Moro est en effet une véritable mère pour San. En particulier, elle respecte les choix de sa fille au sujet d'Ashitaka qu'elle n'aurait sinon pas hésité à égorger. Cet amour maternel contraste avec la cruauté dont elle peut faire preuve envers les humains. En cela Moro ressemble à son ennemie jurée...

Avec Moro, plus encore qu'avec les sangliers, Hayao Miyazaki nous montre que le monde animal est aussi dur et intransigeant que peut l'être l'homme, quand il se sent menacé.

Les fils de Moro

Les deux fils de Moro seront les derniers dieux survivants de la catastrophe finale. S'ils ont combattu avec courage, ils ne semblent avoir ni l'intelligence, ni la force, ni la personnalité de leur mère. Ils parlent beaucoup moins, et ne font que suivre les instructions de Moro et de San. Leur petite taille comparée à celle de leur mère témoigne de leur perte de pouvoirs.

Okkotonushi

Okkotonushi, 500 ans, est un des dieux les plus mythiques. Il est reconnaissable par son pelage blanc et ses quatres défenses. Originaire du Chinzai (l'ancien nom pour l'île de Kyûshû), il a traversé la mer avec toute sa troupe pour venir protéger la forêt du dieu-cerf.
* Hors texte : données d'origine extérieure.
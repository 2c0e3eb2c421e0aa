use rand::rngs::StdRng;
use rand::{Rng, SeedableRng};
use rayon::prelude::*;
use smartcore::linalg::basic::matrix::DenseMatrix;
use smartcore::tree::decision_tree_classifier::{
    DecisionTreeClassifier, DecisionTreeClassifierParameters, SplitCriterion,
};
use tracing::info;

use crate::config::FailureConfig;
use crate::error::{EngineError, Result};
use crate::ml::models::{ModelMetrics, TrainingDataset};
use crate::models::{FailurePrediction, TimeToFailure};

type TreeModel = DecisionTreeClassifier<f64, i32, DenseMatrix<f64>, Vec<i32>>;

struct BaggedTree {
    model: TreeModel,

    /// Mean hours-to-failure across the failure rows in this tree's bootstrap
    mean_ttf: Option<f64>,
}

/// A bagged ensemble of decision trees predicting failure within the horizon
///
/// Probability is the fraction of trees voting failure. Confidence is the
/// share of trees agreeing with the majority vote.
pub struct FailurePredictor {
    trees: Vec<BaggedTree>,
    n_features: usize,
    ttf_report_threshold: f64,
    metrics: ModelMetrics,
}

impl FailurePredictor {
    /// Train the ensemble deterministically from a base seed
    pub fn train(dataset: &TrainingDataset, config: &FailureConfig, seed: u64) -> Result<Self> {
        if dataset.n_samples == 0 {
            return Err(EngineError::InsufficientData(
                "Cannot train failure predictor on an empty dataset".to_string(),
            ));
        }
        if dataset.failure_count() == 0 {
            return Err(EngineError::InsufficientData(
                "Training dataset has no failure examples".to_string(),
            ));
        }

        let trees: Vec<BaggedTree> = (0..config.n_trees)
            .into_par_iter()
            .map(|i| {
                // Per-tree seed derived from the base seed keeps bootstraps
                // reproducible regardless of thread scheduling
                let mut rng = StdRng::seed_from_u64(seed.wrapping_add(i as u64));
                Self::fit_tree(dataset, config, &mut rng)
            })
            .collect::<Result<Vec<_>>>()?;

        let mut predictor = Self {
            trees,
            n_features: dataset.n_features,
            ttf_report_threshold: config.ttf_report_threshold,
            metrics: ModelMetrics::new(),
        };

        let predictions: Vec<bool> = dataset
            .features
            .rows()
            .into_iter()
            .map(|row| {
                let p = predictor.predict(&row.to_vec())?;
                Ok(p.probability >= 0.5)
            })
            .collect::<Result<Vec<_>>>()?;
        predictor.metrics = ModelMetrics::from_predictions(&dataset.labels, &predictions);

        info!(
            n_trees = config.n_trees,
            n_samples = dataset.n_samples,
            n_failures = dataset.failure_count(),
            accuracy = predictor.metrics.accuracy,
            "Trained failure predictor"
        );

        Ok(predictor)
    }

    fn fit_tree(
        dataset: &TrainingDataset,
        config: &FailureConfig,
        rng: &mut StdRng,
    ) -> Result<BaggedTree> {
        let n = dataset.n_samples;
        let bootstrap: Vec<usize> = (0..n).map(|_| rng.gen_range(0..n)).collect();

        let mut flat = Vec::with_capacity(n * dataset.n_features);
        let mut labels = Vec::with_capacity(n);
        let mut ttf_sum = 0.0;
        let mut ttf_count = 0usize;
        for &row in &bootstrap {
            flat.extend(dataset.features.row(row).iter().copied());
            labels.push(dataset.labels[row] as i32);
            if let Some(hours) = dataset.hours_to_failure[row] {
                ttf_sum += hours;
                ttf_count += 1;
            }
        }

        let x = DenseMatrix::new(n, dataset.n_features, flat, false);
        let params = DecisionTreeClassifierParameters::default()
            .with_max_depth(config.max_depth)
            .with_criterion(SplitCriterion::Gini);

        let model = DecisionTreeClassifier::fit(&x, &labels, params)
            .map_err(|e| EngineError::Internal(format!("Failed to fit bagged tree: {}", e)))?;

        let mean_ttf = (ttf_count > 0).then(|| ttf_sum / ttf_count as f64);
        Ok(BaggedTree { model, mean_ttf })
    }

    /// Predict failure probability for one feature vector
    ///
    /// The time-to-failure estimate is the mean observed TTF of the trees
    /// that voted failure, reported only above the probability threshold.
    pub fn predict(&self, features: &[f64]) -> Result<FailurePrediction> {
        if features.len() != self.n_features {
            return Err(EngineError::Validation(format!(
                "Point has {} features, predictor expects {}",
                features.len(),
                self.n_features
            )));
        }

        let x = DenseMatrix::new(1, features.len(), features.to_vec(), false);
        let mut failure_votes = 0usize;
        let mut ttf_sum = 0.0;
        let mut ttf_count = 0usize;

        for tree in &self.trees {
            let vote = tree
                .model
                .predict(&x)
                .map_err(|e| EngineError::Internal(format!("Tree prediction failed: {}", e)))?[0];
            if vote == 1 {
                failure_votes += 1;
                if let Some(ttf) = tree.mean_ttf {
                    ttf_sum += ttf;
                    ttf_count += 1;
                }
            }
        }

        let n_trees = self.trees.len() as f64;
        let probability = failure_votes as f64 / n_trees;
        let confidence = probability.max(1.0 - probability);

        let time_to_failure = (probability >= self.ttf_report_threshold && ttf_count > 0).then(
            || TimeToFailure {
                hours: ttf_sum / ttf_count as f64,
            },
        );

        Ok(FailurePrediction {
            probability,
            confidence,
            time_to_failure,
        })
    }

    pub fn metrics(&self) -> &ModelMetrics {
        &self.metrics
    }

    /// Training-set accuracy of the ensemble
    #[cfg(test)]
    fn training_accuracy(&self) -> f64 {
        self.metrics.accuracy
    }
}

#[cfg(test)]
mod tests {
    use super::*;
    use crate::ml::models::TrainingExample;

    fn separable_dataset(n: usize) -> TrainingDataset {
        // Healthy points cluster low, failure points cluster high
        let examples: Vec<TrainingExample> = (0..n)
            .map(|i| {
                let jitter = (i % 5) as f64 * 0.1;
                if i % 2 == 0 {
                    TrainingExample::healthy(vec![1.0 + jitter, 2.0 - jitter])
                } else {
                    TrainingExample::failed(vec![9.0 + jitter, 8.0 - jitter], 36.0 + jitter)
                }
            })
            .collect();
        TrainingDataset::from_examples(&examples, vec!["a".to_string(), "b".to_string()]).unwrap()
    }

    fn config() -> FailureConfig {
        FailureConfig {
            n_trees: 30,
            max_depth: 5,
            ttf_report_threshold: 0.5,
        }
    }

    #[test]
    fn test_separable_classes_are_learned() {
        let dataset = separable_dataset(120);
        let predictor = FailurePredictor::train(&dataset, &config(), 42).unwrap();

        let healthy = predictor.predict(&[1.0, 2.0]).unwrap();
        let failing = predictor.predict(&[9.0, 8.0]).unwrap();

        assert!(healthy.probability < 0.5);
        assert!(failing.probability > 0.5);
        assert!(predictor.training_accuracy() > 0.9);
    }

    #[test]
    fn test_ttf_reported_only_above_threshold() {
        let dataset = separable_dataset(120);
        let predictor = FailurePredictor::train(&dataset, &config(), 42).unwrap();

        let failing = predictor.predict(&[9.0, 8.0]).unwrap();
        assert!(failing.time_to_failure.is_some());
        let ttf = failing.time_to_failure.unwrap();
        assert!(ttf.hours > 30.0 && ttf.hours < 42.0);

        let healthy = predictor.predict(&[1.0, 2.0]).unwrap();
        assert!(healthy.time_to_failure.is_none());
    }

    #[test]
    fn test_confidence_reflects_agreement() {
        let dataset = separable_dataset(120);
        let predictor = FailurePredictor::train(&dataset, &config(), 42).unwrap();

        let clear = predictor.predict(&[9.0, 8.0]).unwrap();
        assert!(clear.confidence > 0.9);
        assert!(clear.confidence >= clear.probability.max(1.0 - clear.probability) - 1e-9);
    }

    #[test]
    fn test_training_is_deterministic_for_a_seed() {
        let dataset = separable_dataset(100);
        let a = FailurePredictor::train(&dataset, &config(), 7).unwrap();
        let b = FailurePredictor::train(&dataset, &config(), 7).unwrap();

        let point = [5.0, 5.0];
        assert_eq!(
            a.predict(&point).unwrap().probability,
            b.predict(&point).unwrap().probability
        );
    }

    #[test]
    fn test_requires_failure_examples() {
        let examples: Vec<TrainingExample> = (0..50)
            .map(|i| TrainingExample::healthy(vec![i as f64, 1.0]))
            .collect();
        let dataset =
            TrainingDataset::from_examples(&examples, vec!["a".to_string(), "b".to_string()])
                .unwrap();
        let result = FailurePredictor::train(&dataset, &config(), 42);
        assert!(matches!(result, Err(EngineError::InsufficientData(_))));
    }

    #[test]
    fn test_rejects_wrong_dimensionality() {
        let dataset = separable_dataset(60);
        let predictor = FailurePredictor::train(&dataset, &config(), 42).unwrap();
        assert!(predictor.predict(&[1.0]).is_err());
    }
}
Il est venu avec l'intention de tuer les humains qu'il rend responsables des ravages que subit la forêt et du déclin de sa race. En effet, les sangliers voient leur taille et leur intelligence diminuer inexorablement. De peur de n'être bientôt plus en mesure de combattre, Okkotonushi décide de tout jouer sur un unique assaut d'envergure.

D'ailleurs, il s'oppose fortement au clan Moro dans la façon de faire la guerre aux humains. Il reproche à la déesse-louve d'être trop passive. Elle lui reproche d'être inconscient. En fait, elle sait bien que les sangliers se rendent compte de la nature suicidaire de leur attaque. Mais c'est dans leur nature de se battre ainsi et ils tenteront de faire le maximum de dégats, même s'ils doivent tous mourir.

Comme prévu le clan sera décimé par des humains moins nobles mais plus malins. Dernier survivant, Okkotonushi, gravement blessé conduira dans sa retraite les humains au dieu-cerf. Sa douleur et sa colère sont telles qu'il débutera sa transformation en dieu-démon, mais l'apparition du dieu-cerf le subjugue et il mourra apaisé.

Nago

Nago était un autre dieu-sanglier qui a longtemps écarté les hommes de la forêt sacrée. Mais, comme Moro, il a été victime des arquebuses des forgerons. Le poison de la balle lui a causé une souffrance atroce. Accumulant la haine dans sa fuite, il est devenu rapidement maléfique et il attaque aveuglément le village Emishi. Stoppé par Ashitaka, il maudira les humains avant de mourir.